Content starts

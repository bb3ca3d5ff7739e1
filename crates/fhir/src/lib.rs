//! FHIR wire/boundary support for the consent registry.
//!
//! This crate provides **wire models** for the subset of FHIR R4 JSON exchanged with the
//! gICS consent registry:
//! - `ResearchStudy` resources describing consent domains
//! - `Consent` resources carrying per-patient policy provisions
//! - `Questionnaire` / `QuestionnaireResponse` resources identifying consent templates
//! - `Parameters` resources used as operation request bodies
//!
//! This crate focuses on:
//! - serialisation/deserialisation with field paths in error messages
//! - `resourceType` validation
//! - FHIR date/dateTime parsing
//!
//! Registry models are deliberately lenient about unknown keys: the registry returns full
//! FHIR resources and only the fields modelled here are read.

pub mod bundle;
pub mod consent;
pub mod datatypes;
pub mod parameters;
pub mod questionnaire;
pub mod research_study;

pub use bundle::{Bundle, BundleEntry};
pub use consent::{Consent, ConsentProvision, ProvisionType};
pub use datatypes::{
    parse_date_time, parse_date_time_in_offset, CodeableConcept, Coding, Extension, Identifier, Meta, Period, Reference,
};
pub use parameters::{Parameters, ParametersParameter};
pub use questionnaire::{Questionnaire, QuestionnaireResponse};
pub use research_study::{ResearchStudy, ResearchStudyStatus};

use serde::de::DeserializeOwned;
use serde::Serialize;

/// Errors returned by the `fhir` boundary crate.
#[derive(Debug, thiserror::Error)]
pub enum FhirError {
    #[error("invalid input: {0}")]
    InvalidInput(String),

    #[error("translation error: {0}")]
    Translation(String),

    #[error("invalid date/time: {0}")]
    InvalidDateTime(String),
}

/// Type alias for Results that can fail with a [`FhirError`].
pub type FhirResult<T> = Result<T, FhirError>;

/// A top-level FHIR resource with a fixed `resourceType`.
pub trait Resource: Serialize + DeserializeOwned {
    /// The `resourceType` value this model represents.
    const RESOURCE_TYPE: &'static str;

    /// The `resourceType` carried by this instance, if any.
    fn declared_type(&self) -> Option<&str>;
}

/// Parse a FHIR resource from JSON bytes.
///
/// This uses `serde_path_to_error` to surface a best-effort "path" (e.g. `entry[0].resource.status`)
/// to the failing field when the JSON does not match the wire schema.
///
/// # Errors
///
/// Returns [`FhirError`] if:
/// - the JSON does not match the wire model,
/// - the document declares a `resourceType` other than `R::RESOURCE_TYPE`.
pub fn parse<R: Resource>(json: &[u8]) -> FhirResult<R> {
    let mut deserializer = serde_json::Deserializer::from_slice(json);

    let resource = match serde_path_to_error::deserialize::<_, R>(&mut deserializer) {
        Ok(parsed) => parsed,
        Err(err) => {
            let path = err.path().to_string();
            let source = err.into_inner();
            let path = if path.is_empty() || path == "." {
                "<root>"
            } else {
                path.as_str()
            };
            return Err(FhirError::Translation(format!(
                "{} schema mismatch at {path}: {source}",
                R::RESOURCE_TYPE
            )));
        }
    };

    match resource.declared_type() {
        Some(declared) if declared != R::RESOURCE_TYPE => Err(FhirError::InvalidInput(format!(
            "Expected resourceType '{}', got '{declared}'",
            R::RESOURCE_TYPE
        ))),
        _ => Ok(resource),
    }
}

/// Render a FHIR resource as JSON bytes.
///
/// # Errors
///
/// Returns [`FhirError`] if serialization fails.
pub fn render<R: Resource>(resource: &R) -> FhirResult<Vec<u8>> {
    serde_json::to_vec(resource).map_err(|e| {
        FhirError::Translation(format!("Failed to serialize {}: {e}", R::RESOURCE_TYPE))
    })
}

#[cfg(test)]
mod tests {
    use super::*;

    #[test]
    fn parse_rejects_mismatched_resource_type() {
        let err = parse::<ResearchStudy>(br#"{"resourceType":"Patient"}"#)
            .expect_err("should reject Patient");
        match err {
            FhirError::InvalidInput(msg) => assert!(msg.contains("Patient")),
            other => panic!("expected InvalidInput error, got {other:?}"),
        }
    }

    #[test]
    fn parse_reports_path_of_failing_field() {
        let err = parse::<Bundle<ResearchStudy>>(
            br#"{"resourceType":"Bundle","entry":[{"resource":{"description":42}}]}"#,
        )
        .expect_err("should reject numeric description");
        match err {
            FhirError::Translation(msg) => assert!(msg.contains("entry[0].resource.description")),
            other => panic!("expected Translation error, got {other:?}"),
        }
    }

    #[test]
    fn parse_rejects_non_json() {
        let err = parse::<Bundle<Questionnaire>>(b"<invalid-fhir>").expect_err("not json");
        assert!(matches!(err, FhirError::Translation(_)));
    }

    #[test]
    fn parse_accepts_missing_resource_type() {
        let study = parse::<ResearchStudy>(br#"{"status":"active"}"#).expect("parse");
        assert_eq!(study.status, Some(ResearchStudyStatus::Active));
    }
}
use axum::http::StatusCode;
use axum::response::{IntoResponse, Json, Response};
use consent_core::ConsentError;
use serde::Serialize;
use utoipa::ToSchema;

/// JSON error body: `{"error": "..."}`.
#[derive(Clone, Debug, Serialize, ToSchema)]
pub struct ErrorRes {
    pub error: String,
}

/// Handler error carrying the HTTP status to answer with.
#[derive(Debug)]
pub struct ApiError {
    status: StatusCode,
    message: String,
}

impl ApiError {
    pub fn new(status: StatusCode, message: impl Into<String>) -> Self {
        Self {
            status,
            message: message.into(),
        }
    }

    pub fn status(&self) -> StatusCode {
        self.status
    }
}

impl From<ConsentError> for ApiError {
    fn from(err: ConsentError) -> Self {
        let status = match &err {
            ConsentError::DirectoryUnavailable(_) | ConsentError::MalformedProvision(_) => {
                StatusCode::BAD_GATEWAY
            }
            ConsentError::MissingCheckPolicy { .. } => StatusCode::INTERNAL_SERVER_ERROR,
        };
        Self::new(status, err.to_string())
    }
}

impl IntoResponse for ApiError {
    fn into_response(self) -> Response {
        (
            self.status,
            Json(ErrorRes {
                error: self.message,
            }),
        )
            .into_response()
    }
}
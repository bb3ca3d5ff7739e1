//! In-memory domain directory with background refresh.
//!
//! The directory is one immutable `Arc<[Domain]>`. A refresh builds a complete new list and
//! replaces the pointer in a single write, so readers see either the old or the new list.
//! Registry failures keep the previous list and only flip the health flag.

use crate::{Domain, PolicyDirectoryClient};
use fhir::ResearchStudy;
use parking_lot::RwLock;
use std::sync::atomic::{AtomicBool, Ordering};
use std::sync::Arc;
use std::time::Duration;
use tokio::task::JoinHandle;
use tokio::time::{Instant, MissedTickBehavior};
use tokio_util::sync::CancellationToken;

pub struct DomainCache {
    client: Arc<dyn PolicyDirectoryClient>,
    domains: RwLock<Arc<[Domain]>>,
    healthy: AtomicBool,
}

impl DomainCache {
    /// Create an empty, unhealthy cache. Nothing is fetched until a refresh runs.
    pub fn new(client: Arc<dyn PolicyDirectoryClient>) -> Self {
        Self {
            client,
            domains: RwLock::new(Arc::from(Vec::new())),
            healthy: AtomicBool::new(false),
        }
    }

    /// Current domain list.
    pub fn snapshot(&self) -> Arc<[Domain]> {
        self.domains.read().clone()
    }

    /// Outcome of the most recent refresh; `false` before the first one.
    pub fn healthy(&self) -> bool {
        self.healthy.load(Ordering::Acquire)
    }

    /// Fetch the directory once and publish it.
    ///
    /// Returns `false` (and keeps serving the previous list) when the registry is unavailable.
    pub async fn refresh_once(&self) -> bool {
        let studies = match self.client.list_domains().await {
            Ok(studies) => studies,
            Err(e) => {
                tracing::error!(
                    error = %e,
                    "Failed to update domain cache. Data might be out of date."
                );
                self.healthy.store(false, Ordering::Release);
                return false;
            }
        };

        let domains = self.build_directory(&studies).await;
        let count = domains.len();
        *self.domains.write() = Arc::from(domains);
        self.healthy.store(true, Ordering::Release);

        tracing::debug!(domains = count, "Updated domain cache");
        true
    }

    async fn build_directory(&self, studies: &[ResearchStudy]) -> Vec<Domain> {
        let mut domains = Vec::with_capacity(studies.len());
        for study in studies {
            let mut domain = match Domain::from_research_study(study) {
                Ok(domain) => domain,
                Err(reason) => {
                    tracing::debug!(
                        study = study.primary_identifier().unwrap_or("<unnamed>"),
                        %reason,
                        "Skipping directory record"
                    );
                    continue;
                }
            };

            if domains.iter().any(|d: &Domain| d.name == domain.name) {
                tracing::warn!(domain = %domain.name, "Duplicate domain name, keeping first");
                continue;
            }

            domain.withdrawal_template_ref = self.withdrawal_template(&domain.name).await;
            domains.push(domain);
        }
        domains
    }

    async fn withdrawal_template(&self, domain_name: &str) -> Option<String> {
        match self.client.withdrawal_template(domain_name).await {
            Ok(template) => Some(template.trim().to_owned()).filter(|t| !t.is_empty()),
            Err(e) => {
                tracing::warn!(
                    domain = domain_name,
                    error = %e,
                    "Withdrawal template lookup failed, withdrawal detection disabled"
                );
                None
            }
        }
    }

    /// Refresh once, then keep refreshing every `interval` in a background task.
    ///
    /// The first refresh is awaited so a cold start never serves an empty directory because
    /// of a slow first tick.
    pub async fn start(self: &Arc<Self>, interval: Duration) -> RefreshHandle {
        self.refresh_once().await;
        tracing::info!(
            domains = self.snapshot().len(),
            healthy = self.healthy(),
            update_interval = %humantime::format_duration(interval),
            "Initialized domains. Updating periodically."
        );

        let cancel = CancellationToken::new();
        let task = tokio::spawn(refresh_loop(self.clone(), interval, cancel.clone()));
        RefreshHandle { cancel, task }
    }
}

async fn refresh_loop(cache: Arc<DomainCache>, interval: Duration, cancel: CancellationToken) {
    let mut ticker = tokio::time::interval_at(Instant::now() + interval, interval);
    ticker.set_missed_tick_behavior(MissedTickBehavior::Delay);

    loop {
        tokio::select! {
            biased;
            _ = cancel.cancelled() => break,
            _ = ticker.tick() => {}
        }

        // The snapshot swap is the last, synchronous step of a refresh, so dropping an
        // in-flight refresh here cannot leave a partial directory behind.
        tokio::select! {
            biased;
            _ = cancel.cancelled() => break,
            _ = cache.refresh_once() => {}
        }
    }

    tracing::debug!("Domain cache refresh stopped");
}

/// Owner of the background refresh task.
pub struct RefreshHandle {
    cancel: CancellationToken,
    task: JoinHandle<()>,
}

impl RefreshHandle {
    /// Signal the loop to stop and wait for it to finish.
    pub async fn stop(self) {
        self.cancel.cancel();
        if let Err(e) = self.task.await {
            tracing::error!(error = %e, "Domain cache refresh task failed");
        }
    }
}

Content ends
Content starts

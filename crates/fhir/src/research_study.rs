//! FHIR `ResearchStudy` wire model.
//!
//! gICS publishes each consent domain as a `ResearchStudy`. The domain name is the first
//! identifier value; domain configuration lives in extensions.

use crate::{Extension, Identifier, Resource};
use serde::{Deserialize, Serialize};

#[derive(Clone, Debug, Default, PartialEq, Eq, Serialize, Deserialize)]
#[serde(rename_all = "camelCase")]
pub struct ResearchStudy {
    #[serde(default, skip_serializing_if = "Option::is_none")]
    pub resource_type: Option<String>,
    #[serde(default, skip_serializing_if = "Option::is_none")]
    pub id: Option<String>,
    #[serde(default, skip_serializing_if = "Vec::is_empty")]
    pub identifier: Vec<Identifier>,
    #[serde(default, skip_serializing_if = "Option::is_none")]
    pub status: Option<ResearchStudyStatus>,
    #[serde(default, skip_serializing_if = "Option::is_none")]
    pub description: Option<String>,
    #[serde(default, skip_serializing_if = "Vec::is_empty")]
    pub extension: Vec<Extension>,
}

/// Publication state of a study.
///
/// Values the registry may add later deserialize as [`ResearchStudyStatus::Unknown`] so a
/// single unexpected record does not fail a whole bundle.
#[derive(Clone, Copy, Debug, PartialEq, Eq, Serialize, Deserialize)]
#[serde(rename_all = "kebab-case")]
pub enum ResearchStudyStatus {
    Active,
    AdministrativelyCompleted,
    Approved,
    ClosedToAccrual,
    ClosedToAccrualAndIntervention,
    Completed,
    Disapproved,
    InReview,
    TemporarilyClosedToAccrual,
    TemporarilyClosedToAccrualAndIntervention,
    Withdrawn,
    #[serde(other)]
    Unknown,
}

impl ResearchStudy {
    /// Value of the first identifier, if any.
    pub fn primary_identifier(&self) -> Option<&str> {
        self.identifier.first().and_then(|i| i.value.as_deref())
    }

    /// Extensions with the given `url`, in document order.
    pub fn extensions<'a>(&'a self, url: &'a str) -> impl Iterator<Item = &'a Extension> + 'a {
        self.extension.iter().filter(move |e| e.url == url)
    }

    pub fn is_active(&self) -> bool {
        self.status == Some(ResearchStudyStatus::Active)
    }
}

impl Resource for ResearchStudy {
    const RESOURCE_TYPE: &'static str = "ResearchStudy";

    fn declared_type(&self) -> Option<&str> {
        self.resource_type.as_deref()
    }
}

Content ends
Content starts

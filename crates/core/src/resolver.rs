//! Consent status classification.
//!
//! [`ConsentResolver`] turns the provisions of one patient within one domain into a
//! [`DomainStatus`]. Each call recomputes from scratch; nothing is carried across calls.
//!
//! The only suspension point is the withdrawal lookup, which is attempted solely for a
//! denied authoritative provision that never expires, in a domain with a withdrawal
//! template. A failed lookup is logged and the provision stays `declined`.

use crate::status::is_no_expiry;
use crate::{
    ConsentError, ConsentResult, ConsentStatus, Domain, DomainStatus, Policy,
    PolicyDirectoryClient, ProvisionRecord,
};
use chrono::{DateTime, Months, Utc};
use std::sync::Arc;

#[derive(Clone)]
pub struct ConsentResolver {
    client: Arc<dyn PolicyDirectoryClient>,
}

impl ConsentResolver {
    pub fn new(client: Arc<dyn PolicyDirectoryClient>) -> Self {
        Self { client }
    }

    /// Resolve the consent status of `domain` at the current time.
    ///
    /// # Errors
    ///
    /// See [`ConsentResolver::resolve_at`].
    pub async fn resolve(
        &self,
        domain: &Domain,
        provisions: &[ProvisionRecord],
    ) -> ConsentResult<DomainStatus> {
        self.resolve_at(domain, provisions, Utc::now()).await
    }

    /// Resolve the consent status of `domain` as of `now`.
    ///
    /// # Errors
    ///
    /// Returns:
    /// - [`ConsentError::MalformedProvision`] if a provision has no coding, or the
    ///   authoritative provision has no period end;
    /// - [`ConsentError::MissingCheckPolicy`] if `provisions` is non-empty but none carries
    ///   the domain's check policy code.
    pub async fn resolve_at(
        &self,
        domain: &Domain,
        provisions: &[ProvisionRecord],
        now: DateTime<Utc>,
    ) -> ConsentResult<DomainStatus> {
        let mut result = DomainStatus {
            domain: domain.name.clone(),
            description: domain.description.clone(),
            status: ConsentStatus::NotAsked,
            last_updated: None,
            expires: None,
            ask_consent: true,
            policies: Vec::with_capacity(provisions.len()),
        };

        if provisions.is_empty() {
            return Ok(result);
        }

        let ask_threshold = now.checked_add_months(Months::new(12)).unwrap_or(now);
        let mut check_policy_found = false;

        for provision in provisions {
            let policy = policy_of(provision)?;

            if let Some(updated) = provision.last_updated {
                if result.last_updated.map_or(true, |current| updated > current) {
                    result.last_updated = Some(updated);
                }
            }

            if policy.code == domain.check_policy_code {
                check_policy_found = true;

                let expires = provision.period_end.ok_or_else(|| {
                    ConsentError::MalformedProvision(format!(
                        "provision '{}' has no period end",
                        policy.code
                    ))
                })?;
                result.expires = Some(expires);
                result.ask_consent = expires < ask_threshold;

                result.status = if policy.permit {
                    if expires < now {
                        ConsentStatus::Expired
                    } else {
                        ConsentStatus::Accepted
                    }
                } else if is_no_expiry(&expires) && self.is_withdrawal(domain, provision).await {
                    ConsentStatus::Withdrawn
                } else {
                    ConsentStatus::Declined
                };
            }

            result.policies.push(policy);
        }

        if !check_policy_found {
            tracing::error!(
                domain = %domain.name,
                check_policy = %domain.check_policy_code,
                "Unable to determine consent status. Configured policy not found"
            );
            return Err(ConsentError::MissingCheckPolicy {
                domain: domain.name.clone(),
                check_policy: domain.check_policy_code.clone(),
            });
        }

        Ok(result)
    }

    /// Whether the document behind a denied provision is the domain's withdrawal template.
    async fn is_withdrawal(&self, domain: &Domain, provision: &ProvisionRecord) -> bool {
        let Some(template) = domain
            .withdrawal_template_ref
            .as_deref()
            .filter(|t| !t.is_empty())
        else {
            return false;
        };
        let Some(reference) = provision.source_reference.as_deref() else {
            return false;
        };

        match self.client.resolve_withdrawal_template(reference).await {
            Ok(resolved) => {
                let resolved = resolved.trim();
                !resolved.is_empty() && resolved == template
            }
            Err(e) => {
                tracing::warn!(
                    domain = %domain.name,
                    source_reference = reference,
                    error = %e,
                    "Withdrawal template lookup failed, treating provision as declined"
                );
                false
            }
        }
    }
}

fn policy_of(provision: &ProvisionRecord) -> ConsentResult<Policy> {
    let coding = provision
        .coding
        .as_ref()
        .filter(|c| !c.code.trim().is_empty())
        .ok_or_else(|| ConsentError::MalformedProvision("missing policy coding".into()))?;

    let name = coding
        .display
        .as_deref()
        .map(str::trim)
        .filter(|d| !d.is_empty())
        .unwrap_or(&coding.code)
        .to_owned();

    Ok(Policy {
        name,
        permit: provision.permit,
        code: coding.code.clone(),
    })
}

Content ends

• Task instructions:
Lines containing the word "expires": how many are there in the data above? Reply with only that number.

• Exercise result:
7